(SUPPLIED MATERIAL begins)
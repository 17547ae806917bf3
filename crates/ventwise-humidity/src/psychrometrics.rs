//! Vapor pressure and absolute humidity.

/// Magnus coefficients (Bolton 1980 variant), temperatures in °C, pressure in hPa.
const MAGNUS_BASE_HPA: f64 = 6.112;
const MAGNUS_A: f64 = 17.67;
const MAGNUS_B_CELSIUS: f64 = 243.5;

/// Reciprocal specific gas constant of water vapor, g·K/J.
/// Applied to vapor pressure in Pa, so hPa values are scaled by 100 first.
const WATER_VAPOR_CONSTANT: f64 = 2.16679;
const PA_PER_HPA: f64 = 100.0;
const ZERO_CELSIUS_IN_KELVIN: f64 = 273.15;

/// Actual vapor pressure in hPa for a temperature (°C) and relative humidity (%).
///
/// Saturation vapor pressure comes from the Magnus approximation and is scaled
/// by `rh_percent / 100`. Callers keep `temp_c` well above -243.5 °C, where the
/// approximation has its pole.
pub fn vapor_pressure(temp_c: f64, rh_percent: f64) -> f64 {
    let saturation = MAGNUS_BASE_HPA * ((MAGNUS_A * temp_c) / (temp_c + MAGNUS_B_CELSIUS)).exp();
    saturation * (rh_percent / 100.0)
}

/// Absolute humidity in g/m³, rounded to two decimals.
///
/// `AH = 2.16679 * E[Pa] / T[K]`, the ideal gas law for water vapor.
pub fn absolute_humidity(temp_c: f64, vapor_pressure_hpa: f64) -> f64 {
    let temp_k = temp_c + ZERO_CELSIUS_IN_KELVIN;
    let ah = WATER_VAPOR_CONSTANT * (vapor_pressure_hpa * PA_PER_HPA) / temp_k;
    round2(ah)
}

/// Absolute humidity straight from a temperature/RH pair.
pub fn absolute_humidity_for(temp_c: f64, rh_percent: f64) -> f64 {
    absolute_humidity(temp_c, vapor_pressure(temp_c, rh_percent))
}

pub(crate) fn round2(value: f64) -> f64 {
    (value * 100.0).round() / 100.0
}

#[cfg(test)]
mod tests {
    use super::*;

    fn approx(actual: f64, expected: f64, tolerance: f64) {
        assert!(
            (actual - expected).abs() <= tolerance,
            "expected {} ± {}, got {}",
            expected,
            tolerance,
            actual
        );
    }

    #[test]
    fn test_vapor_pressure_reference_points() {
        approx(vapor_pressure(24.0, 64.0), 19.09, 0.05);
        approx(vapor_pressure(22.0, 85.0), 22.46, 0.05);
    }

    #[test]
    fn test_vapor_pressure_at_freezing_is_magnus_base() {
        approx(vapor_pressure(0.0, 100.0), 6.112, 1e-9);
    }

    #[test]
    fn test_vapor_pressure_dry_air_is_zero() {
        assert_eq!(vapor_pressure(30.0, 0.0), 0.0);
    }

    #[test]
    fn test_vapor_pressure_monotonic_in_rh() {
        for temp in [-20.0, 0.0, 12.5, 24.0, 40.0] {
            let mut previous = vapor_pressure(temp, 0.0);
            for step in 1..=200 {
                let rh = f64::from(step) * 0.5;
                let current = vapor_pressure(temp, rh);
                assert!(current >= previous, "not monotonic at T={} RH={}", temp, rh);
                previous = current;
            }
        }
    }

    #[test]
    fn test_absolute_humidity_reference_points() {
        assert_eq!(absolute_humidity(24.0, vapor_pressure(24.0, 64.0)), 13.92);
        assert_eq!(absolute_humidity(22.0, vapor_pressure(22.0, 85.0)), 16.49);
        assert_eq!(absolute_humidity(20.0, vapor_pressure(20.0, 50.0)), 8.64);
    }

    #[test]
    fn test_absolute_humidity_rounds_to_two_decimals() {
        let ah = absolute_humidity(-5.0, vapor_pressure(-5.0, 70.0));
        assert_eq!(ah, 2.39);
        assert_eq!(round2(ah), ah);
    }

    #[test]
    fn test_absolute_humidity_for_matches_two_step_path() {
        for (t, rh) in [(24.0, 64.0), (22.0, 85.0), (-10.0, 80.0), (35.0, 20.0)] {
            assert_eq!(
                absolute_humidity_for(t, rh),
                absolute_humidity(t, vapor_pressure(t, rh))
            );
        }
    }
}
(SUPPLIED MATERIAL ends)
* _YOUR OBJECTIVE_
If a line in the records contains "previous", report it.

* _OUTPUT BELOW_
            let mut previous = vapor_pressure(temp, 0.0);
                assert!(current >= previous, "not monotonic at T={} RH={}", temp, rh);
                previous = current;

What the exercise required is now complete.